Training the Polynomial Regression model on the whole dataset
from sklearn.preprocessing import PolynomialFeatures
poly_regre = PolynomialFeatures(degree=4)
X_poly = poly_regre.fit_transform(X)
lin_reg = LinearRegression()
lin_reg.fit(X_poly, Y)
We import PolynomialFeatures
from scikit-learn’s preprocessing
module and create an instance poly_regre
with a polynomial degree of 4. The fit_transform
method is used on X
to generate X_poly
, which includes polynomial features up to the 4th degree. We then create a LinearRegression
instance lin_reg
and fit it to X_poly
and Y
using the fit
method. This trains the polynomial regression model, allowing it to capture nonlinear relationships between X
and Y
.
visualising the Linear Regression Result
import plotly.express as px
# Scatter plot
fig = px.scatter(df, x='Position Level', y='Salary', title='Truth or Bluff (Linear Regression)', labels={'x': 'Position Level', 'y': 'Salary'})
fig.add_traces(px.line(x=X.flatten(), y=regressor.predict(X).flatten(), labels={'x': 'Position Level', 'y': 'Salary'}).data)
# Show the plot
fig.show()
We import plotly.express
as px
for visualization. A scatter plot is created using px.scatter
, showing actual data points with ‘Position Level’ on the x-axis and ‘Salary’ on the y-axis. The line plot is added using fig.add_traces
to show the linear regression predictions. Finally, fig.show()
displays the plot.

The linear model attempts to fit a straight line through the data points, but as evident from the plot, it does not capture the complexity and potential non-linear relationship between the position level and salary, indicating that a more complex model, like polynomial regression, might be needed for better predictions. The plot title ‘Truth or Bluff (Linear Regression)’ and axis labels ‘Position Level’ and ‘Salary’ provide context.
plt.scatter(X,Y,color='red')
plt.plot(X,lin_reg.predict(X_poly), color='blue')
plt.title('Truth or Bluff(Linear Regression)')
plt.xlabel('Position Level')
plt.ylabel('Salary')
plt.show()
We use plt.scatter
to create a scatter plot of X
(Position Level) and Y
(Salary) with red points. The plt.plot
function plots the polynomial regression line with X
and the predictions from the model lin_reg.predict(X_poly)
, in blue. The plot is titled ‘Truth or Bluff (Polynomial Regression)’, and axes are labeled ‘Position Level’ and ‘Salary’. Finally, plt.show()
displays the plot.

The blue curve represents the predictions made by the polynomial regression model with a degree of 4. Unlike the linear regression model, the polynomial regression model captures the non-linear relationship between position level and salary more accurately, fitting the data points closely and reflecting the complexity of the underlying trend
In this blog, we explored the application of polynomial regression to model the relationship between position levels and salaries.
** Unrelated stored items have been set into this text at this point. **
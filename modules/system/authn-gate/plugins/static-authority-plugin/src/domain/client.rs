//! Implements `ValidationAuthorityClient` using the domain service.

use async_trait::async_trait;
use authn_gate_sdk::{AuthorityError, ValidationAuthorityClient};
use secrecy::{ExposeSecret, SecretString};

use super::service::Service;

#[async_trait]
impl ValidationAuthorityClient for Service {
    async fn validate_credential(&self, credential: &SecretString) -> Result<bool, AuthorityError> {
        Ok(self.is_live(credential.expose_secret()))
    }
}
Starting with a simple linear regression model, we observed its limitations in capturing the true complexity of the data. By transforming the features and using polynomial regression, we were able to achieve a more accurate fit, highlighting the importance of selecting appropriate models for complex datasets.
- Linear Regression: Provides a straightforward approach but may fall short for non-linear relationships.
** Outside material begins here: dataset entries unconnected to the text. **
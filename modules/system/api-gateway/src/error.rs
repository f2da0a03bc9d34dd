//! Error response shaping.
//!
//! Clients get a generic body per status; the specific cause is logged with
//! the same `errorId` that the body carries.

use authn_gate_sdk::AuthNGateError;
use authz_gate_sdk::AuthZGateError;
use axum::Json;
use axum::response::{IntoResponse, Response};
use http::{HeaderValue, StatusCode, header};
use serde::{Deserialize, Serialize};
use uuid::Uuid;

/// Body of every rejected request.
#[derive(Debug, Clone, PartialEq, Eq, Serialize, Deserialize)]
#[serde(rename_all = "camelCase")]
pub struct ErrorResponse {
    pub succeeded: bool,
    pub data: Option<serde_json::Value>,
    pub message: String,
    pub errors: Vec<ErrorDetail>,
}

#[derive(Debug, Clone, PartialEq, Eq, Serialize, Deserialize)]
#[serde(rename_all = "camelCase")]
pub struct ErrorDetail {
    pub error_id: Uuid,
    pub status_code: u16,
    pub message: String,
}

impl ErrorResponse {
    /// Generic body for `status`, tagged with `error_id`.
    #[must_use]
    pub fn generic(status: StatusCode, error_id: Uuid) -> Self {
        let message = public_message(status).to_owned();
        Self {
            succeeded: false,
            data: None,
            message: message.clone(),
            errors: vec![ErrorDetail {
                error_id,
                status_code: status.as_u16(),
                message,
            }],
        }
    }
}

fn public_message(status: StatusCode) -> &'static str {
    match status {
        StatusCode::UNAUTHORIZED => "Authentication required",
        StatusCode::FORBIDDEN => "Access denied",
        _ => "Internal server error",
    }
}

/// A request rejected by one of the gates.
#[derive(Debug, thiserror::Error)]
pub enum GatewayError {
    #[error("authentication failed: {0}")]
    Authentication(#[from] AuthNGateError),

    #[error("authorization failed: {0}")]
    Authorization(#[from] AuthZGateError),
}

impl GatewayError {
    /// Upstream outages are 500: the request is rejected, never trusted.
    #[must_use]
    pub fn status(&self) -> StatusCode {
        match self {
            Self::Authentication(AuthNGateError::AuthorityUnavailable(_))
            | Self::Authorization(AuthZGateError::PermissionSourceUnavailable(_)) => {
                StatusCode::INTERNAL_SERVER_ERROR
            }
            Self::Authentication(_) => StatusCode::UNAUTHORIZED,
            Self::Authorization(AuthZGateError::InsufficientPermission) => StatusCode::FORBIDDEN,
        }
    }

    /// Stable label for logs.
    #[must_use]
    pub fn kind(&self) -> &'static str {
        match self {
            Self::Authentication(e) => e.kind(),
            Self::Authorization(AuthZGateError::InsufficientPermission) => {
                "insufficient_permission"
            }
            Self::Authorization(AuthZGateError::PermissionSourceUnavailable(_)) => {
                "permission_source_unavailable"
            }
        }
    }
}

impl IntoResponse for GatewayError {
    fn into_response(self) -> Response {
        let status = self.status();
        let error_id = Uuid::new_v4();

        if status.is_server_error() {
            tracing::error!(%error_id, kind = self.kind(), error = %self, "request rejected");
        } else {
            tracing::warn!(%error_id, kind = self.kind(), error = %self, "request rejected");
        }

        let mut response = (status, Json(ErrorResponse::generic(status, error_id))).into_response();
        if status == StatusCode::UNAUTHORIZED {
            response
                .headers_mut()
                .insert(header::WWW_AUTHENTICATE, HeaderValue::from_static("Bearer"));
        }
        response
    }
}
- Polynomial Regression: Enhances the model’s ability to fit complex patterns by including polynomial terms.
- Model Selection: Critical for accurate predictions; always evaluate multiple models.
By leveraging polynomial regression, we demonstrated its effectiveness in scenarios where linear models are insufficient. This emphasizes the need for flexibility and experimentation in machine learning to achieve the best results.